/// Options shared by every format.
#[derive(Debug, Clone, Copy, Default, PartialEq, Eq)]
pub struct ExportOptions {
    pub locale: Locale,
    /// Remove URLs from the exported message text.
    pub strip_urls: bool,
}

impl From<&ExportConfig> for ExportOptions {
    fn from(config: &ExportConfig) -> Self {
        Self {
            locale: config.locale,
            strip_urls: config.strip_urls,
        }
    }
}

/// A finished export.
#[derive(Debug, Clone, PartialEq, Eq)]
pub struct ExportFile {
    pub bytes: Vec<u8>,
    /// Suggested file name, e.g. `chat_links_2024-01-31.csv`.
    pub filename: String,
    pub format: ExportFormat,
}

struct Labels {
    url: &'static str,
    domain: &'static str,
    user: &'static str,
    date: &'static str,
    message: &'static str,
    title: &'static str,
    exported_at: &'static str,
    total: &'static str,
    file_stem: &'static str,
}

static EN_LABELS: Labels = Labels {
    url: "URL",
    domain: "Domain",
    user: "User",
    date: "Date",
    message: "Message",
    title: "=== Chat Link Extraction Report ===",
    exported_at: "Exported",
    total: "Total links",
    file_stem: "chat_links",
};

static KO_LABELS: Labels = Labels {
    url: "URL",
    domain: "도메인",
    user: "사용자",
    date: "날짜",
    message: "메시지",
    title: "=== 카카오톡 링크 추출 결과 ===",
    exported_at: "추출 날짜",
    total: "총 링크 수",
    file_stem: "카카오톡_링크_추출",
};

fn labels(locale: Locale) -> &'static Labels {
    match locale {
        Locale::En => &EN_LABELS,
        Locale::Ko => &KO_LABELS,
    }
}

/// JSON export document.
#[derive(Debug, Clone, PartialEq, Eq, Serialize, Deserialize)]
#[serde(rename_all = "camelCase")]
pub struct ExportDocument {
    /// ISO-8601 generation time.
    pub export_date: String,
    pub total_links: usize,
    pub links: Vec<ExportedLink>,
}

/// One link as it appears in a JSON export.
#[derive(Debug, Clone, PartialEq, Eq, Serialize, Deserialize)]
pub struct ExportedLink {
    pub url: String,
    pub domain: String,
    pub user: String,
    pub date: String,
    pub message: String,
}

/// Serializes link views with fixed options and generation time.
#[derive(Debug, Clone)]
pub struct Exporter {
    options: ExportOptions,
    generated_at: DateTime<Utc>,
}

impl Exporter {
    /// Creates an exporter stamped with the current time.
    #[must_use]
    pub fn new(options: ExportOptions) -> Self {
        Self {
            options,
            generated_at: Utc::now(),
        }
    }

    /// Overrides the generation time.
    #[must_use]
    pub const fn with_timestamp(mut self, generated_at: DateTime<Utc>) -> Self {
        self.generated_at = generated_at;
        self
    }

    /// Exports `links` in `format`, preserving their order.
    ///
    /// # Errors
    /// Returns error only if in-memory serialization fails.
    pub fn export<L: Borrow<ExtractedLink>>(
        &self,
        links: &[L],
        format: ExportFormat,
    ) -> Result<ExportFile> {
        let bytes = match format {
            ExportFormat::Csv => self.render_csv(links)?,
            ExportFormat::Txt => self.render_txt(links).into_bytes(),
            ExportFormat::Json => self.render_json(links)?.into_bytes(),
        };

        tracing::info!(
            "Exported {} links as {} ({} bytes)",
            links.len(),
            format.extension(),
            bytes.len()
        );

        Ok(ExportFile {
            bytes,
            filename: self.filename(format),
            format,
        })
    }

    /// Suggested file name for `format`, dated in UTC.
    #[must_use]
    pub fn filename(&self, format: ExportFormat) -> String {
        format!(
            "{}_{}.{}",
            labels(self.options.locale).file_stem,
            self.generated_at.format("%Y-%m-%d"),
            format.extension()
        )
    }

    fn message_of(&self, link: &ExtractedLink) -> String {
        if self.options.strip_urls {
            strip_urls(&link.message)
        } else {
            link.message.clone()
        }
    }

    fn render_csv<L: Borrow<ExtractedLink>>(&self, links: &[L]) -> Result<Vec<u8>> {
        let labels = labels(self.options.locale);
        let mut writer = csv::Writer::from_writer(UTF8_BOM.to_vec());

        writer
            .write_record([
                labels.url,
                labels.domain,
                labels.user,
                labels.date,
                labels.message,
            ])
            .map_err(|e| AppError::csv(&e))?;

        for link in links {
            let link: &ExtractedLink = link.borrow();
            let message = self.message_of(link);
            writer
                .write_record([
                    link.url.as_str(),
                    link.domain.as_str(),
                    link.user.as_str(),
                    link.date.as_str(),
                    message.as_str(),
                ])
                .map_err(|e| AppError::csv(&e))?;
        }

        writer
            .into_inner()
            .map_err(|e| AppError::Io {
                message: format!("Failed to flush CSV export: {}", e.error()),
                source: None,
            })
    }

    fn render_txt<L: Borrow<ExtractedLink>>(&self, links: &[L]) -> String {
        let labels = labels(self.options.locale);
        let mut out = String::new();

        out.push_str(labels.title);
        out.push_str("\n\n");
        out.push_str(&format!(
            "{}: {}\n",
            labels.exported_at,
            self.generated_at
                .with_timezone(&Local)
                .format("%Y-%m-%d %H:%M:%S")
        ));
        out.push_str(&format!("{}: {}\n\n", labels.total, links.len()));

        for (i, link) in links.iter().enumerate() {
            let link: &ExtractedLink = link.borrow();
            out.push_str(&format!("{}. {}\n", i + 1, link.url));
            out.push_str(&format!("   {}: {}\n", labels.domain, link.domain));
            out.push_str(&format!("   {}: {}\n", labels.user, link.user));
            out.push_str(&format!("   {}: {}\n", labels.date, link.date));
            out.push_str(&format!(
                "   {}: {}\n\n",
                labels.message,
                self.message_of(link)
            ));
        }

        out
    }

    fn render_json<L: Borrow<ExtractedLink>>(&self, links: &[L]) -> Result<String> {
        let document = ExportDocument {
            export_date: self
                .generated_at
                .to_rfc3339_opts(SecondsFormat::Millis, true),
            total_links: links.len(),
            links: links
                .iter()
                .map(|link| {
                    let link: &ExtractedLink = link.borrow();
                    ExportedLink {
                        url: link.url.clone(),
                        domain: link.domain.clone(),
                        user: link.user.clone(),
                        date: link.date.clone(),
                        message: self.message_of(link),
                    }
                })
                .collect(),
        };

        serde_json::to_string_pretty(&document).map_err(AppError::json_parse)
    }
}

------------------------

WHAT THIS TASK INVOLVES:
What you return must be the entries, given again word for word.

RESULT FOR THIS EXERCISE:
/// Options shared by every format.
#[derive(Debug, Clone, Copy, Default, PartialEq, Eq)]
pub struct ExportOptions {
    pub locale: Locale,
    /// Remove URLs from the exported message text.
    pub strip_urls: bool,
}

impl From<&ExportConfig> for ExportOptions {
    fn from(config: &ExportConfig) -> Self {
        Self {
            locale: config.locale,
            strip_urls: config.strip_urls,
        }
    }
}

/// A finished export.
#[derive(Debug, Clone, PartialEq, Eq)]
pub struct ExportFile {
    pub bytes: Vec<u8>,
    /// Suggested file name, e.g. `chat_links_2024-01-31.csv`.
    pub filename: String,
    pub format: ExportFormat,
}

struct Labels {
    url: &'static str,
    domain: &'static str,
    user: &'static str,
    date: &'static str,
    message: &'static str,
    title: &'static str,
    exported_at: &'static str,
    total: &'static str,
    file_stem: &'static str,
}

static EN_LABELS: Labels = Labels {
    url: "URL",
    domain: "Domain",
    user: "User",
    date: "Date",
    message: "Message",
    title: "=== Chat Link Extraction Report ===",
    exported_at: "Exported",
    total: "Total links",
    file_stem: "chat_links",
};

static KO_LABELS: Labels = Labels {
    url: "URL",
    domain: "도메인",
    user: "사용자",
    date: "날짜",
    message: "메시지",
    title: "=== 카카오톡 링크 추출 결과 ===",
    exported_at: "추출 날짜",
    total: "총 링크 수",
    file_stem: "카카오톡_링크_추출",
};

fn labels(locale: Locale) -> &'static Labels {
    match locale {
        Locale::En => &EN_LABELS,
        Locale::Ko => &KO_LABELS,
    }
}

/// JSON export document.
#[derive(Debug, Clone, PartialEq, Eq, Serialize, Deserialize)]
#[serde(rename_all = "camelCase")]
pub struct ExportDocument {
    /// ISO-8601 generation time.
    pub export_date: String,
    pub total_links: usize,
    pub links: Vec<ExportedLink>,
}

/// One link as it appears in a JSON export.
#[derive(Debug, Clone, PartialEq, Eq, Serialize, Deserialize)]
pub struct ExportedLink {
    pub url: String,
    pub domain: String,
    pub user: String,
    pub date: String,
    pub message: String,
}

/// Serializes link views with fixed options and generation time.
#[derive(Debug, Clone)]
pub struct Exporter {
    options: ExportOptions,
    generated_at: DateTime<Utc>,
}

impl Exporter {
    /// Creates an exporter stamped with the current time.
    #[must_use]
    pub fn new(options: ExportOptions) -> Self {
        Self {
            options,
            generated_at: Utc::now(),
        }
    }

    /// Overrides the generation time.
    #[must_use]
    pub const fn with_timestamp(mut self, generated_at: DateTime<Utc>) -> Self {
        self.generated_at = generated_at;
        self
    }

    /// Exports `links` in `format`, preserving their order.
    ///
    /// # Errors
    /// Returns error only if in-memory serialization fails.
    pub fn export<L: Borrow<ExtractedLink>>(
        &self,
        links: &[L],
        format: ExportFormat,
    ) -> Result<ExportFile> {
        let bytes = match format {
            ExportFormat::Csv => self.render_csv(links)?,
            ExportFormat::Txt => self.render_txt(links).into_bytes(),
            ExportFormat::Json => self.render_json(links)?.into_bytes(),
        };

        tracing::info!(
            "Exported {} links as {} ({} bytes)",
            links.len(),
            format.extension(),
            bytes.len()
        );

        Ok(ExportFile {
            bytes,
            filename: self.filename(format),
            format,
        })
    }

    /// Suggested file name for `format`, dated in UTC.
    #[must_use]
    pub fn filename(&self, format: ExportFormat) -> String {
        format!(
            "{}_{}.{}",
            labels(self.options.locale).file_stem,
            self.generated_at.format("%Y-%m-%d"),
            format.extension()
        )
    }

    fn message_of(&self, link: &ExtractedLink) -> String {
        if self.options.strip_urls {
            strip_urls(&link.message)
        } else {
            link.message.clone()
        }
    }

    fn render_csv<L: Borrow<ExtractedLink>>(&self, links: &[L]) -> Result<Vec<u8>> {
        let labels = labels(self.options.locale);
        let mut writer = csv::Writer::from_writer(UTF8_BOM.to_vec());

        writer
            .write_record([
                labels.url,
                labels.domain,
                labels.user,
                labels.date,
                labels.message,
            ])
            .map_err(|e| AppError::csv(&e))?;

        for link in links {
            let link: &ExtractedLink = link.borrow();
            let message = self.message_of(link);
            writer
                .write_record([
                    link.url.as_str(),
                    link.domain.as_str(),
                    link.user.as_str(),
                    link.date.as_str(),
                    message.as_str(),
                ])
                .map_err(|e| AppError::csv(&e))?;
        }

        writer
            .into_inner()
            .map_err(|e| AppError::Io {
                message: format!("Failed to flush CSV export: {}", e.error()),
                source: None,
            })
    }

    fn render_txt<L: Borrow<ExtractedLink>>(&self, links: &[L]) -> String {
        let labels = labels(self.options.locale);
        let mut out = String::new();

        out.push_str(labels.title);
        out.push_str("\n\n");
        out.push_str(&format!(
            "{}: {}\n",
            labels.exported_at,
            self.generated_at
                .with_timezone(&Local)
                .format("%Y-%m-%d %H:%M:%S")
        ));
        out.push_str(&format!("{}: {}\n\n", labels.total, links.len()));

        for (i, link) in links.iter().enumerate() {
            let link: &ExtractedLink = link.borrow();
            out.push_str(&format!("{}. {}\n", i + 1, link.url));
            out.push_str(&format!("   {}: {}\n", labels.domain, link.domain));
            out.push_str(&format!("   {}: {}\n", labels.user, link.user));
            out.push_str(&format!("   {}: {}\n", labels.date, link.date));
            out.push_str(&format!(
                "   {}: {}\n\n",
                labels.message,
                self.message_of(link)
            ));
        }

        out
    }

    fn render_json<L: Borrow<ExtractedLink>>(&self, links: &[L]) -> Result<String> {
        let document = ExportDocument {
            export_date: self
                .generated_at
                .to_rfc3339_opts(SecondsFormat::Millis, true),
            total_links: links.len(),
            links: links
                .iter()
                .map(|link| {
                    let link: &ExtractedLink = link.borrow();
                    ExportedLink {
                        url: link.url.clone(),
                        domain: link.domain.clone(),
                        user: link.user.clone(),
                        date: link.date.clone(),
                        message: self.message_of(link),
                    }
                })
                .collect(),
        };

        serde_json::to_string_pretty(&document).map_err(AppError::json_parse)
    }
}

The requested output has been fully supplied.